"Be it so. You did well, I admit, to remain, but now you will be doing equally well to go away, because in that lies your only means of assuaging your grief. As a matter of fact, the idea was your own— did you not entreat me to take you away, far away?"

"Yes, that is true; and, possibly, with you, and giving myself up entirely to your guidance, I might carry out the idea, but I have not the courage, at all events now, to tear myself away from the spots hallowed by her memory, and the tomb in which we have but just laid her."

"Who said anything about your going alone?" asked M. de Pommerelle,
"What makes you think that I intend to give you up?"

"Do you mean to say," said the Doctor, in astonishment, "that you would go to Africa—you?"

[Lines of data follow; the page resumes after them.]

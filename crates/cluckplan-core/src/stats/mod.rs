//! Cumulative and rolling statistics.
//!
//! Cumulative counters only move through the store's mutations. Daily and
//! weekly counters additionally reset when [`Statistics::roll_over`] sees a
//! new calendar day or ISO week.

mod achievements;
mod format;

pub use achievements::{Achievement, AchievementStatus};
pub use format::{format_clock, format_duration};

use chrono::{Datelike, NaiveDate};
use serde::{Deserialize, Serialize};

use crate::rewards::{apply_delta, FeatherDelta};

/// Counters that reset on a day or week boundary.
#[derive(Debug, Clone, Default, PartialEq, Eq, Serialize, Deserialize)]
#[serde(default)]
pub struct RollingCounters {
    pub tasks_completed: u32,
    pub focus_secs: u64,
    pub feathers_earned: u32,
}

#[derive(Debug, Clone, Default, PartialEq, Eq, Serialize, Deserialize)]
#[serde(default)]
pub struct Statistics {
    pub tasks_completed: u32,
    pub total_focus_secs: u64,
    /// Spendable feather balance.
    pub feathers_earned: u32,
    pub games_played: u32,
    pub best_game_score: u32,
    pub streak_days: u32,
    pub last_active_date: Option<NaiveDate>,
    pub daily: RollingCounters,
    pub weekly: RollingCounters,
}

/// What a rollover changed.
#[derive(Debug, Clone, Copy, PartialEq, Eq, Serialize, Deserialize)]
pub struct Rollover {
    pub previous_date: Option<NaiveDate>,
    pub today: NaiveDate,
    pub streak_days: u32,
    pub weekly_reset: bool,
}

impl Statistics {
    pub fn record_task_completed(&mut self) {
        self.tasks_completed = self.tasks_completed.saturating_add(1);
        self.daily.tasks_completed = self.daily.tasks_completed.saturating_add(1);
        self.weekly.tasks_completed = self.weekly.tasks_completed.saturating_add(1);
    }

    pub fn record_task_reverted(&mut self) {
        self.tasks_completed = self.tasks_completed.saturating_sub(1);
        self.daily.tasks_completed = self.daily.tasks_completed.saturating_sub(1);
        self.weekly.tasks_completed = self.weekly.tasks_completed.saturating_sub(1);
    }

    pub fn record_focus(&mut self, secs: u64) {
        self.total_focus_secs = self.total_focus_secs.saturating_add(secs);
        self.daily.focus_secs = self.daily.focus_secs.saturating_add(secs);
        self.weekly.focus_secs = self.weekly.focus_secs.saturating_add(secs);
    }

    /// Returns `true` when `score` set a new best.
    pub fn record_game(&mut self, score: u32) -> bool {
        self.games_played = self.games_played.saturating_add(1);
        if score > self.best_game_score {
            self.best_game_score = score;
            return true;
        }
        false
    }

    pub fn apply_feathers(&mut self, delta: FeatherDelta) {
        apply_delta(&mut self.feathers_earned, delta.amount);
        if delta.rolling {
            apply_delta(&mut self.daily.feathers_earned, delta.amount);
            apply_delta(&mut self.weekly.feathers_earned, delta.amount);
        }
    }

    /// Reset rolling counters when `today` is a new calendar day.
    ///
    /// The streak is judged against the last-active date as it was before
    /// this call: continuing from yesterday extends it, any longer gap (or no
    /// history at all) starts over at one.
    pub fn roll_over(&mut self, today: NaiveDate) -> Option<Rollover> {
        let previous = self.last_active_date;
        if previous == Some(today) {
            return None;
        }

        self.daily = RollingCounters::default();

        let continues = previous.is_some() && previous == today.pred_opt();
        self.streak_days = if continues {
            self.streak_days.saturating_add(1)
        } else {
            1
        };

        let weekly_reset = previous.map_or(true, |p| p.iso_week() != today.iso_week());
        if weekly_reset {
            self.weekly = RollingCounters::default();
        }

        self.last_active_date = Some(today);
        Some(Rollover {
            previous_date: previous,
            today,
            streak_days: self.streak_days,
            weekly_reset,
        })
    }

    pub fn achievements(&self) -> Vec<AchievementStatus> {
        Achievement::ALL
            .into_iter()
            .map(|achievement| AchievementStatus {
                achievement,
                unlocked: achievement.is_unlocked(self),
            })
            .collect()
    }
}
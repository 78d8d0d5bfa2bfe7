//! Periodic timer driven by elapsed time.
//!
//! A [`Ticker`] never fires on its own: the owner calls [`Ticker::advance`]
//! with the time that passed and gets back how many periods elapsed.
//! Cancellation is sticky and idempotent, and a cancelled ticker never fires
//! again.

use std::time::Duration;

#[derive(Debug, Clone)]
pub struct Ticker {
    period: Duration,
    /// Time left until the next fire.
    until_next: Duration,
    cancelled: bool,
}

impl Ticker {
    /// Fires every `period`, first after one full period.
    pub fn new(period: Duration) -> Self {
        Self {
            period,
            until_next: period,
            cancelled: false,
        }
    }

    /// Arms after `delay`, then fires every `period`.
    ///
    /// The first fire happens at `delay + period`.
    pub fn delayed(period: Duration, delay: Duration) -> Self {
        Self {
            period,
            until_next: delay + period,
            cancelled: false,
        }
    }

    /// Continue a ticker whose next fire was `until_next` away when it was
    /// stopped, then fire every `period`.
    pub fn resuming(period: Duration, until_next: Duration) -> Self {
        Self {
            period,
            until_next: if until_next.is_zero() { period } else { until_next },
            cancelled: false,
        }
    }

    pub fn until_next(&self) -> Duration {
        self.until_next
    }

    pub fn is_cancelled(&self) -> bool {
        self.cancelled
    }

    /// Consume `dt` of elapsed time, returning the number of fires.
    pub fn advance(&mut self, dt: Duration) -> u32 {
        if self.cancelled || self.period.is_zero() {
            return 0;
        }
        let mut remaining = dt;
        let mut fires = 0;
        while remaining >= self.until_next {
            remaining -= self.until_next;
            self.until_next = self.period;
            fires += 1;
        }
        self.until_next -= remaining;
        fires
    }

    /// Stop the ticker. Returns `true` only for the call that cancelled it.
    pub fn cancel(&mut self) -> bool {
        !std::mem::replace(&mut self.cancelled, true)
    }
}
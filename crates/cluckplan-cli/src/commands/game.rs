//! Feather Collector commands for CLI.
//!
//! There is no renderer here. `play` runs a full round headlessly with a
//! simple pointer that chases the lowest falling feather, then reports the
//! score like the interactive game does.

use clap::Subcommand;
use cluckplan_core::game::GameRound;
use cluckplan_core::{Config, RoundPhase, Theme};
use glam::Vec2;

use super::{open_store, print_json, CmdResult};

#[derive(Subcommand)]
pub enum GameAction {
    /// Play one round with the auto-pilot and record the score
    Play {
        /// RNG seed; the same seed replays the same round
        #[arg(long)]
        seed: Option<u64>,
    },
    /// Buy and apply a theme (morning, sunset, night)
    Theme {
        /// Theme name
        theme: Theme,
    },
    /// Show the saved game state
    Status,
}

pub fn run(action: GameAction) -> CmdResult {
    let config = Config::load_or_default();
    let mut store = open_store(&config)?;

    match action {
        GameAction::Play { seed } => {
            let seed = seed.unwrap_or_else(|| u64::from(chrono::Utc::now().timestamp_subsec_nanos()));
            let mut round = GameRound::new(config.game.clone(), seed);
            round.start();
            let frame = config.game.tick_period();
            while round.phase() == RoundPhase::Active {
                steer(&mut round);
                round.advance(frame);
            }

            let summary = round
                .report_to(&mut store)
                .ok_or("round ended without a score")?;
            tracing::info!(seed, score = summary.final_score, "round finished");
            print_json(
                &store,
                &serde_json::json!({
                    "seed": seed,
                    "ticks": round.ticks(),
                    "summary": summary,
                    "best_game_score": store.statistics().best_game_score,
                    "feathers_balance": store.statistics().feathers_earned,
                }),
            )?;
        }
        GameAction::Theme { theme } => {
            if !store.purchase_theme(theme) {
                return Err(format!(
                    "not enough feathers for {theme}: need {}, have {}",
                    theme.cost(),
                    store.statistics().feathers_earned
                )
                .into());
            }
            print_json(&store, store.game_state())?;
        }
        GameAction::Status => {
            print_json(&store, store.game_state())?;
        }
    }
    Ok(())
}

fn steer(round: &mut GameRound) {
    let player = round.player();
    let target = round
        .collectibles()
        .iter()
        .filter(|c| !c.collected && c.position.y < player.y)
        .max_by(|a, b| a.position.y.total_cmp(&b.position.y))
        .map(|c| c.position.x);
    if let Some(x) = target {
        round.move_player(Vec2::new(x, player.y));
    }
}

"Yes, I—I will go to Africa. When one has been as far as Monaco, as I have been, one is capable of anything. Besides, did we not make up our minds to go, only our plans were nipped in the bud?"

"We certainly did map out a journey one evening, in a fit of passing excitement, but on the following morning we came to our senses, and released each other from the engagement."

"Say rather, my dear fellow, that you released yourself."

"That is true. But, tell me frankly—if I had started would you have come with me?"

"No, I would not, because for certain reasons, less weighty than yours, but serious enough from my point of view, I was compelled to remain where I was. These reasons have disappeared, and with them have vanished all my man-about-town proclivities, as well as that dislike to travelling which I have so often assumed for the simple purpose of deceiving myself, and endeavouring to hide the heavy clogs and chains which held me fast, like a convict, in Paris. I will not do your sorrow the injustice of comparing it to the annoyance I have just undergone, but you have already experienced your severest shock; if you are destined still to suffer much, you will, at least, admit that you are not in any danger; neither your future nor your honour are menaced. My annoyance, on the contrary, is mingled with serious fears; I dread giving way to a ridiculous temptation, and committing an act of downright folly—in short, for I have no secrets from you, I am afraid of committing matrimony with a charming, but decidedly ineligible woman. Let us be off, then, as soon as ever we can; you, to distract your mind from its sorrow, and I, to run away from my own cowardice, and escape from what would almost amount to dishonour. Let us be off, I say again, in both our interests. I will take you to the woman you love, and who is worthy of your love; you will take me from the one I hate, and love, and, above all, fear. It is not one bit too much to put France, the Mediterranean, and the greater portion of Africa between her and me, for by so doing I shall be putting away from myself all possibility of return or cowardice. I know that I shall, perhaps, lose my life where we are going, but that is very little in comparison with what I should certainly lose here. Africa, however cruel she may be, will have some consideration for me, and that is precisely what the fair lady in question has not. I prefer being physically eaten by the Niam-Niam to being morally devoured by that she-cannibal of the Boulevard Haussman. In a word, my dear fellow, just as a reformed rake, they say, makes a model husband, so a sedentary being like myself becomes, the very moment he turns wanderer, capable of any eccentricity, gives himself up to every extravagance, thinks no journey formidable enough, and would scale the moon, if she had not been for a considerable period placed out of reach of dilatory, and, for that, very reason, over bold travellers like your humble servant."

M. de Pommerelle stopped at last, and waited to see the effect of his long harangue.